Michael Gove has long advertised his love of history and his wish for schools to teach a broader sweep of the subject beyond repeated lessons on the Tudors and the Second World War.
But the Westminster education secretary's planned changes to history teaching have drawn the strongest criticism of all the proposed reforms to the curriculum.
The Historical Association has damned them for being overly prescriptive and a "gallop through the past" that do not allow for enough in-depth study. Concerns have also been raised about whether primary school teachers are sufficiently well trained to deliver the new programmes of study.
Under the proposals, history will be taught sequentially, starting with the Stone Age in Year 3 (P3) and progressing to the Glorious Revolution of 1688 by the end of Year 6 (P6). Victorian or 20th-century history, including World War II, will from 2014 no longer be taught in primary schools.

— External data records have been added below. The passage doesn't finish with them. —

use std::collections::HashMap;

use bollard::models::{PortBinding, PortMap};

use crate::error::DockerError;

const PROTOCOLS: [&str; 3] = ["tcp", "udp", "sctp"];

fn invalid(spec: &str, reason: impl Into<String>) -> DockerError {
    DockerError::InvalidPortSpec {
        spec: spec.to_string(),
        reason: reason.into(),
    }
}

fn parse_port(spec: &str, value: &str, allow_empty: bool) -> Result<(), DockerError> {
    if value.is_empty() {
        return if allow_empty { Ok(()) } else { Err(invalid(spec, "컨테이너 포트가 비어 있음")) };
    }
    match value.parse::<u16>() {
        Ok(0) => Err(invalid(spec, "포트는 0이 될 수 없습니다")),
        Ok(_) => Ok(()),
        Err(_) => Err(invalid(spec, format!("잘못된 포트 번호: {}", value))),
    }
}

/// `[ip:]hostPort:containerPort[/proto]` 를 (컨테이너 포트 키, 바인딩) 으로 파싱
pub fn parse_port_spec(spec: &str) -> Result<(String, PortBinding), DockerError> {
    let (rest, proto) = match spec.rsplit_once('/') {
        Some((rest, proto)) => (rest, proto.to_lowercase()),
        None => (spec, "tcp".to_string()),
    };
    if !PROTOCOLS.contains(&proto.as_str()) {
        return Err(invalid(spec, format!("지원하지 않는 프로토콜: {}", proto)));
    }

    // IPv6 주소는 대괄호로 감싼다: [::1]:8080:80
    let (ip, rest) = if let Some(stripped) = rest.strip_prefix('[') {
        let (ip, after) = stripped
            .split_once("]:")
            .ok_or_else(|| invalid(spec, "IPv6 주소 형식 오류"))?;
        (Some(ip), after)
    } else {
        (None, rest)
    };

    let parts: Vec<&str> = rest.split(':').collect();
    let (ip, host_port, container_port) = match (ip, parts.as_slice()) {
        (None, [container]) => ("", "", *container),
        (None, [host, container]) => ("", *host, *container),
        (None, [ip, host, container]) => (*ip, *host, *container),
        (Some(ip), [host, container]) => (ip, *host, *container),
        _ => return Err(invalid(spec, "형식은 [ip:]hostPort:containerPort[/proto] 입니다")),
    };

    parse_port(spec, container_port, false)?;
    parse_port(spec, host_port, true)?;

    Ok((
        format!("{}/{}", container_port, proto),
        PortBinding {
            host_ip: Some(ip.to_string()),
            host_port: Some(host_port.to_string()),
        },
    ))
}

/// 여러 포트 매핑을 하나의 PortMap 으로 합친다
pub fn parse_port_specs<S: AsRef<str>>(specs: &[S]) -> Result<PortMap, DockerError> {
    let mut map: HashMap<String, Option<Vec<PortBinding>>> = HashMap::new();
    for spec in specs {
        let (port, binding) = parse_port_spec(spec.as_ref())?;
        map.entry(port).or_insert_with(|| Some(Vec::new())).get_or_insert_with(Vec::new).push(binding);
    }
    Ok(map)
}
mod aggregator;
mod message;

pub use aggregator::MessageAggregator;
pub use message::{AuxId, BuildMessage, ErrorDetail, ProgressRecord, PullPushMessage};

use futures_util::{Stream, StreamExt};
use tracing::debug;

use crate::error::DockerError;

/// 진행 메시지 스트림을 끝까지 읽으면서 갱신된 화면을 콜백으로 넘긴다.
///
/// 호출자는 매번 이전 출력을 지우고 새 화면을 다시 그리면 된다.
/// 마지막으로 그린 화면을 돌려준다.
pub async fn drive<S, R, F>(stream: S, mut on_update: F) -> Result<String, DockerError>
where
    S: Stream<Item = Result<R, DockerError>>,
    R: ProgressRecord,
    F: FnMut(&str),
{
    let mut aggregator = MessageAggregator::new();
    let mut last = String::new();
    futures_util::pin_mut!(stream);

    while let Some(record) = stream.next().await {
        let record = record?;
        last = aggregator.append(&record);
        on_update(&last);
    }

    debug!(lines = aggregator.line_count(), "진행 메시지 스트림 종료");
    Ok(last)
}
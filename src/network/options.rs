use std::collections::HashMap;
use std::fmt;

use bollard::models::{Ipam, IpamConfig};
use bollard::network::{CreateNetworkOptions, InspectNetworkOptions};

#[derive(Debug, Clone, Copy, Default, PartialEq, Eq)]
pub enum NetworkDriver {
    #[default]
    Bridge,
    Overlay,
    Ipvlan,
    Macvlan,
}

impl NetworkDriver {
    pub fn as_str(&self) -> &'static str {
        match self {
            NetworkDriver::Bridge => "bridge",
            NetworkDriver::Overlay => "overlay",
            NetworkDriver::Ipvlan => "ipvlan",
            NetworkDriver::Macvlan => "macvlan",
        }
    }
}

impl fmt::Display for NetworkDriver {
    fn fmt(&self, f: &mut fmt::Formatter<'_>) -> fmt::Result {
        f.write_str(self.as_str())
    }
}

#[derive(Debug, Clone, Copy, PartialEq, Eq)]
pub enum NetworkScope {
    Local,
    Swarm,
    Global,
}

impl NetworkScope {
    pub fn as_str(&self) -> &'static str {
        match self {
            NetworkScope::Local => "local",
            NetworkScope::Swarm => "swarm",
            NetworkScope::Global => "global",
        }
    }
}

impl fmt::Display for NetworkScope {
    fn fmt(&self, f: &mut fmt::Formatter<'_>) -> fmt::Result {
        f.write_str(self.as_str())
    }
}

#[derive(Debug, Clone, Default)]
pub struct InspectNetwork {
    pub verbose: bool,
    pub scope: Option<NetworkScope>,
}

impl InspectNetwork {
    /// 기본값이면 쿼리 없이 조회한다
    pub fn to_options(&self) -> Option<InspectNetworkOptions<String>> {
        if !self.verbose && self.scope.is_none() {
            return None;
        }
        Some(InspectNetworkOptions {
            verbose: self.verbose,
            scope: self.scope.map(|s| s.as_str().to_string()).unwrap_or_default(),
        })
    }
}

/// 서브넷 하나에 대한 IP 주소 관리 설정
#[derive(Debug, Clone, Default)]
pub struct IpNet {
    /// 예: 172.16.0.1, 비우면 데몬이 정한다
    pub gateway: String,
    /// CIDR, 예: 172.16.0.0/24
    pub subnet: String,
    /// 컨테이너 IP 를 할당할 하위 범위, 예: 172.16.0.0/25
    pub ip_range: String,
}

impl From<&IpNet> for Ipam {
    fn from(net: &IpNet) -> Self {
        let non_empty = |s: &str| (!s.is_empty()).then(|| s.to_string());
        Ipam {
            config: Some(vec![IpamConfig {
                subnet: non_empty(&net.subnet),
                ip_range: non_empty(&net.ip_range),
                gateway: non_empty(&net.gateway),
                ..Default::default()
            }]),
            ..Default::default()
        }
    }
}

#[derive(Debug, Clone, Default)]
pub struct CreateNetwork {
    pub driver: NetworkDriver,
    pub ipam: Option<IpNet>,
    pub enable_ipv6: bool,
    pub internal: bool,
    pub attachable: bool,
    pub ingress: bool,
    /// 드라이버 옵션
    pub options: HashMap<String, String>,
    pub labels: HashMap<String, String>,
}

impl CreateNetwork {
    pub fn to_options(&self, name: &str) -> CreateNetworkOptions<String> {
        CreateNetworkOptions {
            name: name.to_string(),
            check_duplicate: false,
            driver: self.driver.as_str().to_string(),
            internal: self.internal,
            attachable: self.attachable,
            ingress: self.ingress,
            ipam: self.ipam.as_ref().map(Ipam::from).unwrap_or_default(),
            enable_ipv6: self.enable_ipv6,
            options: self.options.clone(),
            labels: self.labels.clone(),
        }
    }
}
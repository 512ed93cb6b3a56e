use std::fmt;

use crate::error::DockerError;

pub const DEFAULT_TAG: &str = "latest";

/// `[registry[:port]/]repo[:tag|@digest]` 형태의 이미지 참조
#[derive(Debug, Clone, PartialEq, Eq)]
pub struct ImageReference {
    pub repository: String,
    pub tag: Option<String>,
    pub digest: Option<String>,
}

fn invalid(reference: &str, reason: &str) -> DockerError {
    DockerError::InvalidReference {
        reference: reference.to_string(),
        reason: reason.to_string(),
    }
}

impl ImageReference {
    pub fn parse(reference: &str) -> Result<Self, DockerError> {
        let reference = reference.trim();
        if reference.is_empty() {
            return Err(invalid(reference, "빈 참조"));
        }

        if let Some((repository, digest)) = reference.split_once('@') {
            if repository.is_empty() || digest.is_empty() || !digest.contains(':') {
                return Err(invalid(reference, "다이제스트 형식은 repo@algorithm:hex 입니다"));
            }
            return Ok(Self {
                repository: repository.to_string(),
                tag: None,
                digest: Some(digest.to_string()),
            });
        }

        // 레지스트리 포트의 콜론과 구분하려면 마지막 '/' 뒤에서만 태그를 찾는다
        let name_start = reference.rfind('/').map_or(0, |i| i + 1);
        let (repository, tag) = match reference[name_start..].rfind(':') {
            Some(i) => {
                let split = name_start + i;
                (&reference[..split], Some(&reference[split + 1..]))
            }
            None => (reference, None),
        };

        if repository.is_empty() || repository.ends_with('/') {
            return Err(invalid(reference, "저장소 이름이 비어 있음"));
        }
        if tag == Some("") {
            return Err(invalid(reference, "태그가 비어 있음"));
        }

        Ok(Self {
            repository: repository.to_string(),
            tag: tag.map(str::to_string),
            digest: None,
        })
    }

    /// 태그가 없으면 `latest`
    pub fn tag_or_default(&self) -> &str {
        self.tag.as_deref().unwrap_or(DEFAULT_TAG)
    }

    /// 레지스트리 주소 (첫 구성 요소에 '.' 또는 ':' 이 있거나 localhost 인 경우)
    pub fn registry(&self) -> Option<&str> {
        let (first, _) = self.repository.split_once('/')?;
        (first.contains('.') || first.contains(':') || first == "localhost").then_some(first)
    }
}

impl fmt::Display for ImageReference {
    fn fmt(&self, f: &mut fmt::Formatter<'_>) -> fmt::Result {
        match &self.digest {
            Some(digest) => write!(f, "{}@{}", self.repository, digest),
            None => write!(f, "{}:{}", self.repository, self.tag_or_default()),
        }
    }
}

#[cfg(test)]
mod tests {
    use super::*;

    #[test]
    fn registry_port_is_not_a_tag() {
        let r = ImageReference::parse("registry:5000/team/app").unwrap();
        assert_eq!(r.repository, "registry:5000/team/app");
        assert_eq!(r.tag, None);
        assert_eq!(r.tag_or_default(), "latest");
        assert_eq!(r.registry(), Some("registry:5000"));
    }

    #[test]
    fn digest_keeps_full_reference() {
        let r = ImageReference::parse("alpine@sha256:abcd").unwrap();
        assert_eq!(r.to_string(), "alpine@sha256:abcd");
        assert_eq!(r.registry(), None);
    }

    #[test]
    fn empty_tag_is_rejected() {
        assert!(matches!(
            ImageReference::parse("nginx:"),
            Err(DockerError::InvalidReference { .. })
        ));
    }
}
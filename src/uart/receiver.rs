//! UART Receiver
//!
//! Watches the serial input for the falling edge of a start bit, then
//! samples each data bit exactly once at the middle of its window.
//!
//! # Timing
//!
//! The tick on which the idle receiver first sees a low line is tick 0
//! of the start-bit window. Window `k` spans `P` ticks from
//! `t0 + k * P`; the start-bit window is consumed without sampling and
//! data windows are sampled at tick `P / 2`. The stop bit is not
//! checked: the byte is handed over at the last tick of the eighth data
//! window.
//!
//! Start detection is a single sample, so a one-tick low glitch on an
//! idle line starts a (garbage) frame.

use crate::config::DATA_WIDTH;
use crate::timing::BitPeriod;

/// Receiver state machine state
#[derive(Clone, Copy, Debug, PartialEq, Eq, Default)]
pub enum ReceiverState {
    /// Waiting for a start bit
    #[default]
    Idle,
    /// Counting through the bit windows of a frame
    Sampling,
    /// Byte complete, held until the consumer is ready
    AwaitingConsumer,
}

#[cfg(feature = "embedded")]
impl defmt::Format for ReceiverState {
    fn format(&self, f: defmt::Formatter) {
        match self {
            Self::Idle => defmt::write!(f, "IDLE"),
            Self::Sampling => defmt::write!(f, "SAMPLING"),
            Self::AwaitingConsumer => defmt::write!(f, "AWAIT"),
        }
    }
}

/// Oversampling UART receiver
#[derive(Clone, Debug)]
pub struct Receiver {
    /// Ticks per bit
    period: BitPeriod,
    /// Current state
    state: ReceiverState,
    /// Bits sampled so far, newest at bit 7
    shift: u8,
    /// Completed data bits (0..8)
    bit_count: u32,
    /// Tick index within the current bit window
    sample_count: u32,
    /// Current window is the start bit
    in_start_bit: bool,
    /// Last fully received byte
    data: u8,
}

impl Receiver {
    /// Create a receiver in the idle state
    #[must_use]
    pub const fn new(period: BitPeriod) -> Self {
        Self {
            period,
            state: ReceiverState::Idle,
            shift: 0,
            bit_count: 0,
            sample_count: 0,
            in_start_bit: false,
            data: 0,
        }
    }

    /// Advance one clock tick
    ///
    /// `serial_in` is the line level on this tick, `ready` the
    /// consumer's pickup acknowledgment. A byte is transferred on a tick
    /// where [`is_valid`](Self::is_valid) was already true and `ready`
    /// is asserted.
    pub fn step(&mut self, serial_in: bool, ready: bool) {
        match self.state {
            ReceiverState::Idle => {
                self.sample_count = 0;
                self.bit_count = 0;
                self.shift = 0;

                if !serial_in {
                    #[cfg(feature = "embedded")]
                    defmt::trace!("rx: start bit");

                    self.state = ReceiverState::Sampling;
                    self.in_start_bit = true;
                    // The edge tick is tick 0 of the start-bit window
                    self.sample(serial_in);
                }
            }

            ReceiverState::Sampling => self.sample(serial_in),

            ReceiverState::AwaitingConsumer => {
                if ready {
                    self.state = ReceiverState::Idle;
                }
            }
        }
    }

    /// Process one tick of the current bit window
    fn sample(&mut self, serial_in: bool) {
        let tick = self.sample_count;

        if tick == self.period.sample_point() && !self.in_start_bit {
            self.shift = (self.shift >> 1) | (u8::from(serial_in) << 7);
        }

        if tick != self.period.last_tick() {
            self.sample_count = tick + 1;
            return;
        }

        // End of window
        self.sample_count = 0;
        if self.in_start_bit {
            self.in_start_bit = false;
            return;
        }

        self.bit_count += 1;
        if self.bit_count == DATA_WIDTH {
            self.bit_count = 0;
            self.data = self.shift;
            self.state = ReceiverState::AwaitingConsumer;

            #[cfg(feature = "embedded")]
            defmt::debug!("rx: byte {=u8:#x}", self.data);
        }
    }

    /// Return to the power-on state
    pub fn reset(&mut self) {
        *self = Self::new(self.period);
    }

    /// Get current state
    #[must_use]
    pub const fn state(&self) -> ReceiverState {
        self.state
    }

    /// Received byte is waiting for pickup (`rxValid`)
    #[must_use]
    pub const fn is_valid(&self) -> bool {
        matches!(self.state, ReceiverState::AwaitingConsumer)
    }

    /// Last fully received byte (`dataOut`)
    #[must_use]
    pub const fn data(&self) -> u8 {
        self.data
    }

    /// Data bits completed in the current frame
    #[must_use]
    pub const fn bits_received(&self) -> u32 {
        self.bit_count
    }

    /// Get the bit period
    #[must_use]
    pub const fn bit_period(&self) -> BitPeriod {
        self.period
    }
}

#[cfg(test)]
mod tests {
    use super::*;

    fn period(ticks: u32) -> BitPeriod {
        BitPeriod::from_ticks(ticks).unwrap()
    }

    /// Feed one frame, one level per bit repeated `ticks` times
    fn feed_frame(rx: &mut Receiver, byte: u8, ticks: u32) {
        let bits = core::iter::once(false)
            .chain((0..8).map(|i| (byte >> i) & 1 != 0))
            .chain(core::iter::once(true));
        for bit in bits {
            for _ in 0..ticks {
                rx.step(bit, false);
            }
        }
    }

    #[test]
    fn idle_after_new() {
        let rx = Receiver::new(period(16));
        assert_eq!(rx.state(), ReceiverState::Idle);
        assert!(!rx.is_valid());
    }

    #[test]
    fn high_line_stays_idle() {
        let mut rx = Receiver::new(period(16));
        for _ in 0..1000 {
            rx.step(true, false);
        }
        assert_eq!(rx.state(), ReceiverState::Idle);
    }

    #[test]
    fn low_edge_starts_sampling() {
        let mut rx = Receiver::new(period(16));
        rx.step(false, false);
        assert_eq!(rx.state(), ReceiverState::Sampling);
    }

    #[test]
    fn receives_byte() {
        let mut rx = Receiver::new(period(16));
        feed_frame(&mut rx, 0xA5, 16);
        assert!(rx.is_valid());
        assert_eq!(rx.data(), 0xA5);
    }

    #[test]
    fn valid_at_end_of_last_data_bit() {
        let mut rx = Receiver::new(period(4));
        // Start + 8 data windows minus one tick
        for tick in 0..(9 * 4 - 1) {
            rx.step(tick >= 4, false);
            assert!(!rx.is_valid());
        }
        rx.step(true, false);
        assert!(rx.is_valid());
        assert_eq!(rx.data(), 0xFF);
    }

    #[test]
    fn single_tick_period() {
        let mut rx = Receiver::new(period(1));
        feed_frame(&mut rx, 0x3C, 1);
        assert!(rx.is_valid());
        assert_eq!(rx.data(), 0x3C);
    }

    #[test]
    fn holds_until_ready() {
        let mut rx = Receiver::new(period(8));
        feed_frame(&mut rx, 0x42, 8);
        for _ in 0..100 {
            rx.step(true, false);
            assert!(rx.is_valid());
        }
        rx.step(true, true);
        assert_eq!(rx.state(), ReceiverState::Idle);
        // Output register keeps the last byte
        assert_eq!(rx.data(), 0x42);
    }

    #[test]
    fn reset_returns_to_idle() {
        let mut rx = Receiver::new(period(8));
        rx.step(false, false);
        rx.reset();
        assert_eq!(rx.state(), ReceiverState::Idle);
        assert_eq!(rx.bits_received(), 0);
    }
}
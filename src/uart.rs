//! UART Transceiver Core
//!
//! Two independent state machines stepped once per reference clock
//! tick, plus the wiring that exposes them as one set of signals.
//! They share nothing but the [`BitPeriod`](crate::timing::BitPeriod).

pub mod receiver;
pub mod transmitter;
pub mod transceiver;

pub use receiver::{Receiver, ReceiverState};
pub use transceiver::{Transceiver, UartInputs, UartOutputs};
pub use transmitter::{Transmitter, TransmitterState};
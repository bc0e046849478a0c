//! Reference line encoder
//!
//! Produces the tick-by-tick line levels of an 8-N-1 frame, for driving
//! a receiver in simulation or checking a transmitter's output.

use crate::config::{DATA_WIDTH, FRAME_BITS};
use crate::timing::BitPeriod;

/// Line levels of one frame, one item per clock tick
#[derive(Clone, Debug)]
pub struct FrameWaveform {
    /// Frame bits, start at bit 0
    frame: u16,
    period: BitPeriod,
    tick: u64,
}

impl FrameWaveform {
    /// Waveform for `byte` at the given bit period
    #[must_use]
    pub const fn new(byte: u8, period: BitPeriod) -> Self {
        // start(0) | data << 1 | stop(1) << 9
        let frame = ((byte as u16) << 1) | (1 << (DATA_WIDTH + 1));
        Self {
            frame,
            period,
            tick: 0,
        }
    }

    /// Line level at `tick` ticks after the start of the frame
    ///
    /// Past the end of the frame the line is idle (high).
    #[must_use]
    pub const fn level_at(&self, tick: u64) -> bool {
        let bit = tick / self.period.ticks() as u64;
        if bit >= FRAME_BITS as u64 {
            true
        } else {
            (self.frame >> bit) & 1 != 0
        }
    }

    /// Total ticks in the frame
    #[must_use]
    pub const fn len_ticks(&self) -> u64 {
        self.period.frame_ticks()
    }
}

impl Iterator for FrameWaveform {
    type Item = bool;

    fn next(&mut self) -> Option<bool> {
        if self.tick >= self.len_ticks() {
            return None;
        }
        let level = self.level_at(self.tick);
        self.tick += 1;
        Some(level)
    }

    fn size_hint(&self) -> (usize, Option<usize>) {
        // A frame of a large period can outgrow a 32-bit usize
        match usize::try_from(self.len_ticks() - self.tick) {
            Ok(remaining) => (remaining, Some(remaining)),
            Err(_) => (usize::MAX, None),
        }
    }
}

#[cfg(test)]
mod tests {
    use super::*;

    #[test]
    fn frame_length() {
        let period = BitPeriod::from_ticks(7).unwrap();
        assert_eq!(FrameWaveform::new(0x00, period).count(), 70);
    }

    #[test]
    fn start_and_stop_levels() {
        let period = BitPeriod::from_ticks(2).unwrap();
        let levels: Vec<bool> = FrameWaveform::new(0x00, period).collect();
        assert!(!levels[0] && !levels[1]);
        assert!(levels[18] && levels[19]);
    }

    #[test]
    fn data_lsb_first() {
        let period = BitPeriod::from_ticks(1).unwrap();
        let levels: Vec<bool> = FrameWaveform::new(0x01, period).collect();
        assert_eq!(
            levels,
            [false, true, false, false, false, false, false, false, false, true]
        );
    }

    #[test]
    fn idle_after_frame() {
        let period = BitPeriod::from_ticks(4).unwrap();
        let wave = FrameWaveform::new(0x00, period);
        assert!(wave.level_at(40));
        assert!(wave.level_at(1_000));
    }

    #[test]
    fn largest_period_does_not_overflow() {
        let period = BitPeriod::from_ticks(u32::MAX).unwrap();
        let mut wave = FrameWaveform::new(0xFF, period);
        assert_eq!(wave.len_ticks(), u64::from(u32::MAX) * 10);
        assert_eq!(wave.next(), Some(false));
        // Stop bit starts at nine periods
        assert!(!wave.level_at(u64::from(u32::MAX) - 1));
        assert!(wave.level_at(u64::from(u32::MAX) * 9));
        assert!(wave.level_at(u64::from(u32::MAX) * 10));
    }
}
//! System configuration and constants
//!
//! Frame format, default timing, and the board parameters used by the
//! embedded binary. All timing is fixed at construction; there is no
//! runtime reconfiguration.

use crate::timing::{BitPeriod, ConfigError};

/// Default reference clock (100 MHz)
pub const DEFAULT_CLOCK_HZ: u32 = 100_000_000;

/// Default baud rate
pub const DEFAULT_BAUD_RATE: u32 = 115_200;

/// Data bits per frame
pub const DATA_WIDTH: u32 = 8;

/// Bit periods per frame: start + data + stop
pub const FRAME_BITS: u32 = 1 + DATA_WIDTH + 1;

/// Recommended minimum clock ticks per bit for reliable mid-bit sampling
pub const MIN_OVERSAMPLING: u32 = 5;

/// Bit period for the default clock and baud rate (868 ticks)
pub const DEFAULT_BIT_PERIOD: BitPeriod = match BitPeriod::new(DEFAULT_CLOCK_HZ, DEFAULT_BAUD_RATE) {
    Ok(period) => period,
    Err(_) => panic!("default UART timing is invalid"),
};

/// Baud rate of the bit-banged port on the board
pub const EMBEDDED_BAUD_RATE: u32 = 9_600;

/// Tick rate driving the bit-banged port (8x oversampling)
pub const EMBEDDED_TICK_HZ: u32 = EMBEDDED_BAUD_RATE * 8;

/// Bit period of the bit-banged port
pub const EMBEDDED_BIT_PERIOD: BitPeriod = match BitPeriod::new(EMBEDDED_TICK_HZ, EMBEDDED_BAUD_RATE) {
    Ok(period) => period,
    Err(_) => panic!("embedded UART timing is invalid"),
};

/// Depth of the bit-banged port's RX and TX byte queues
pub const BITBANG_QUEUE_DEPTH: usize = 16;

/// Pin assignments for the bit-banged port
pub mod pins {
    //! GPIO pin assignments matching the Nucleo-G474RE headers

    /// Serial output (idle high)
    pub const UART_TX: &str = "PA9";

    /// Serial input (pulled up)
    pub const UART_RX: &str = "PA10";

    /// Status LED
    pub const LED_STATUS: &str = "PA5";
}

/// UART timing configuration
#[derive(Clone, Copy, Debug, PartialEq, Eq)]
pub struct UartConfig {
    /// Reference clock frequency in Hz (ticks per second)
    pub clock_hz: u32,
    /// Baud rate in bits per second
    pub baud_rate: u32,
}

impl UartConfig {
    /// Create a configuration
    #[must_use]
    pub const fn new(clock_hz: u32, baud_rate: u32) -> Self {
        Self { clock_hz, baud_rate }
    }

    /// Derive the bit period
    ///
    /// # Errors
    ///
    /// Returns a [`ConfigError`] when the baud rate is zero or faster
    /// than the clock.
    pub const fn bit_period(&self) -> Result<BitPeriod, ConfigError> {
        BitPeriod::new(self.clock_hz, self.baud_rate)
    }
}

impl Default for UartConfig {
    fn default() -> Self {
        Self::new(DEFAULT_CLOCK_HZ, DEFAULT_BAUD_RATE)
    }
}

#[cfg(feature = "embedded")]
impl defmt::Format for UartConfig {
    fn format(&self, f: defmt::Formatter) {
        defmt::write!(f, "{} Bd @ {} Hz", self.baud_rate, self.clock_hz);
    }
}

The content for seven- to 14-year-olds says pupils should be taught about the ancient civilisations of Greece and Rome, then sets out the "essential chronology of Britain's history" that is to serve as a framework for more in-depth study.
The structure is a marked departure from the current curriculum for key stage 2, which states that children should study people and places in their local areas, as well as wider British, European and world history.
Mr Gove told MPs: "There is a clear narrative of British progress with a proper emphasis on heroes and heroines from our past."